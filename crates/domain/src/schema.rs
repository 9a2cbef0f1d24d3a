// Copyright (C) 2026 Fred Clausen
// Use of this source code is governed by an MIT-style
// license that can be found in the LICENSE file or at
// https://opensource.org/licenses/MIT.

//! Inventory schema.
//!
//! ## Schema Parity
//!
//! `migrations/` (`SQLite`) and `migrations_mysql/` (`MySQL`) must stay
//! schema-equivalent: same tables, same columns, same defaults. Every
//! change goes into both directories.

use dbrow_persistence::{BackendMigrations, Persistence, PersistenceError};
use diesel_migrations::{EmbeddedMigrations, embed_migrations};
use tracing::info;

/// SQLite-specific migrations.
pub const MIGRATIONS: EmbeddedMigrations = embed_migrations!("migrations");

/// `MySQL`-specific migrations.
pub const MYSQL_MIGRATIONS: EmbeddedMigrations = embed_migrations!("migrations_mysql");

/// The inventory migrations for every backend.
#[must_use]
pub const fn migrations() -> BackendMigrations {
    BackendMigrations {
        sqlite: MIGRATIONS,
        mysql: MYSQL_MIGRATIONS,
    }
}

/// Creates or upgrades the inventory tables.
///
/// # Errors
///
/// Returns an error if a migration fails.
pub fn initialize(persistence: &mut Persistence) -> Result<Vec<String>, PersistenceError> {
    let applied = persistence.run_migrations(migrations())?;
    info!(applied = applied.len(), "Inventory schema ready");
    Ok(applied)
}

══════════

● **Description of the task**: Reproduce each entry above without a single difference.

● **Written response**:
filename crates/domain/src/schema.rs
repository 9a2cbef0f1d24d3a
// Copyright (C) 2026 Fred Clausen
// Use of this source code is governed by an MIT-style
// license that can be found in the LICENSE file or at
// https://opensource.org/licenses/MIT.

//! Inventory schema.
//!
//! ## Schema Parity
//!
//! `migrations/` (`SQLite`) and `migrations_mysql/` (`MySQL`) must stay
//! schema-equivalent: same tables, same columns, same defaults. Every
//! change goes into both directories.

use dbrow_persistence::{BackendMigrations, Persistence, PersistenceError};
use diesel_migrations::{EmbeddedMigrations, embed_migrations};
use tracing::info;

/// SQLite-specific migrations.
pub const MIGRATIONS: EmbeddedMigrations = embed_migrations!("migrations");

/// `MySQL`-specific migrations.
pub const MYSQL_MIGRATIONS: EmbeddedMigrations = embed_migrations!("migrations_mysql");

/// The inventory migrations for every backend.
#[must_use]
pub const fn migrations() -> BackendMigrations {
    BackendMigrations {
        sqlite: MIGRATIONS,
        mysql: MYSQL_MIGRATIONS,
    }
}

/// Creates or upgrades the inventory tables.
///
/// # Errors
///
/// Returns an error if a migration fails.
pub fn initialize(persistence: &mut Persistence) -> Result<Vec<String>, PersistenceError> {
    let applied = persistence.run_migrations(migrations())?;
    info!(applied = applied.len(), "Inventory schema ready");
    Ok(applied)
}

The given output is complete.